I would like to use latter approach as it is the recommended way. How can I fix it ?

usami · May 6, 2021, 8:34am

I figure out this problem now. I first compare the parameters name and values using the following code:

trained_network = Net() # network with trained parameters
my_network = Net() # network with default initialization

my_network.load_state_dict(trained_network.state_dict())

for ((k1, v1), (k2, v2)) in zip(my_network.state_dict().items(), trained_network.state_dict().items()):
    assert k1 == k2, "Parameter name not match"
    if not torch.equal(v1, v2):
        print("Parameter value not match", k1)

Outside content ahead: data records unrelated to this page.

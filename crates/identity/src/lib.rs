//! Identity provider capability for the session manager
//!
//! Defines the `IdentityProvider` trait that decouples the session state
//! machine from the OAuth2/OIDC protocol machinery. The session core only
//! ever talks to this trait; `OAuthProvider` is the bundled implementation
//! (authorization code + PKCE, refresh-token silent renewal).
//!
//! Provider flow:
//! 1. `initialize()` validates endpoints for a `ProviderConfig`
//! 2. `handle_redirect_response()` resumes a redirect login after navigation
//! 3. `accounts()` lists signed-in accounts from the storage tier
//! 4. `acquire_token_silent()` renews a token without user interaction
//! 5. `acquire_token_interactive()` signs the user in via popup or redirect
//! 6. `end_session()` signs the account out

pub mod error;
pub mod oauth;
pub mod pkce;
pub mod storage;
pub mod token;
pub mod types;

pub use error::{ProviderError, Result, StorageError, codes};
pub use oauth::{OAuthProvider, UserAgent};
pub use storage::{FileStore, KeyValueStore, MemoryStore, StorageTiers};
pub use types::{
    Account, AuthResult, CacheTier, FlowType, InteractiveRequest, Prompt, ProviderConfig,
    ProviderIdentity, now_millis,
};

use std::future::Future;
use std::pin::Pin;

/// Boxed future used by the dyn-compatible traits in this crate.
pub type BoxFuture<'a, T> = Pin<Box<dyn Future<Output = T> + Send + 'a>>;

/// Low-level identity provider (the OAuth SDK the session manager wraps).
///
/// All failures are reported as `ProviderError` carrying a protocol error
/// code; the session layer reclassifies those codes into its own taxonomy.
///
/// Uses `Pin<Box<dyn Future>>` return types for dyn-compatibility
/// (`Arc<dyn IdentityProvider>`).
pub trait IdentityProvider: Send + Sync {
    /// Identifier for logging (e.g. "oauth", "mock")
    fn id(&self) -> &str;

    /// Key prefix the provider reserves in both storage tiers. Swept on a
    /// full authentication reset.
    fn storage_namespace(&self) -> &str;

    /// Whether the host runs this session inside an embedded frame. Read once
    /// when the session manager is built.
    fn is_embedded_context(&self) -> bool {
        false
    }

    /// Construct the provider connection for the given configuration.
    fn initialize<'a>(&'a self, config: &'a ProviderConfig) -> BoxFuture<'a, Result<()>>;

    /// Accounts currently signed in, in a stable order. Possibly empty.
    fn accounts(&self) -> BoxFuture<'_, Result<Vec<Account>>>;

    /// Renew a token for `account` without user interaction.
    fn acquire_token_silent<'a>(
        &'a self,
        account: &'a Account,
        scopes: &'a [String],
    ) -> BoxFuture<'a, Result<AuthResult>>;

    /// Sign the user in interactively.
    ///
    /// For `FlowType::Redirect` the returned future never resolves: the host
    /// navigates away and the result arrives through
    /// `handle_redirect_response` on the next start.
    fn acquire_token_interactive<'a>(
        &'a self,
        request: &'a InteractiveRequest,
    ) -> BoxFuture<'a, Result<AuthResult>>;

    /// Consume a redirect response left by a previous navigation, if any.
    fn handle_redirect_response(&self) -> BoxFuture<'_, Result<Option<AuthResult>>>;

    /// End the provider-side session for `account`.
    fn end_session<'a>(&'a self, account: &'a Account, flow: FlowType)
    -> BoxFuture<'a, Result<()>>;

    /// Discard a provider-level "interaction in progress" marker.
    /// Returns whether one was present.
    fn clear_interaction_state(&self) -> BoxFuture<'_, Result<bool>>;
}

And then I found the parameter values are different in following module:

class ActNorm(nn.Module):

    def __init__(self, channel: int):
        super(ActNorm, self).__init__()

        self.logs = nn.Parameter(torch.zeros((1, channel, 1)))
        self.bias = nn.Parameter(torch.zeros((1, channel, 1)))
        self.eps = 1e-6
        self.is_inited = False

    def forward(self, x: Tensor):
        if not self.is_inited:
            self.__initialize(x)

        z = x * torch.exp(self.logs) + self.bias
        logdet = x.shape[2] * torch.sum(self.logs)
        return z, logdet

    def __initialize(self, x: Tensor):
        with torch.no_grad():
            bias = -torch.mean(x.detach(), dim=[0, 2], keepdim=True)
            logs = -torch.log(torch.std(x.detach(), dim=[0, 2], keepdim=True) + self.eps)
            self.bias.data.copy_(bias.data)
            self.logs.data.copy_(logs.data)
            self.is_inited = True

When I use torch.load(...), the above is_inited is set to True, while is_inited is set to False when using my_network.load_state_dict(...). As a result, the loaded parameters are always overwrited whenever I use my_network.load_state_dict(), which cause to bad performance.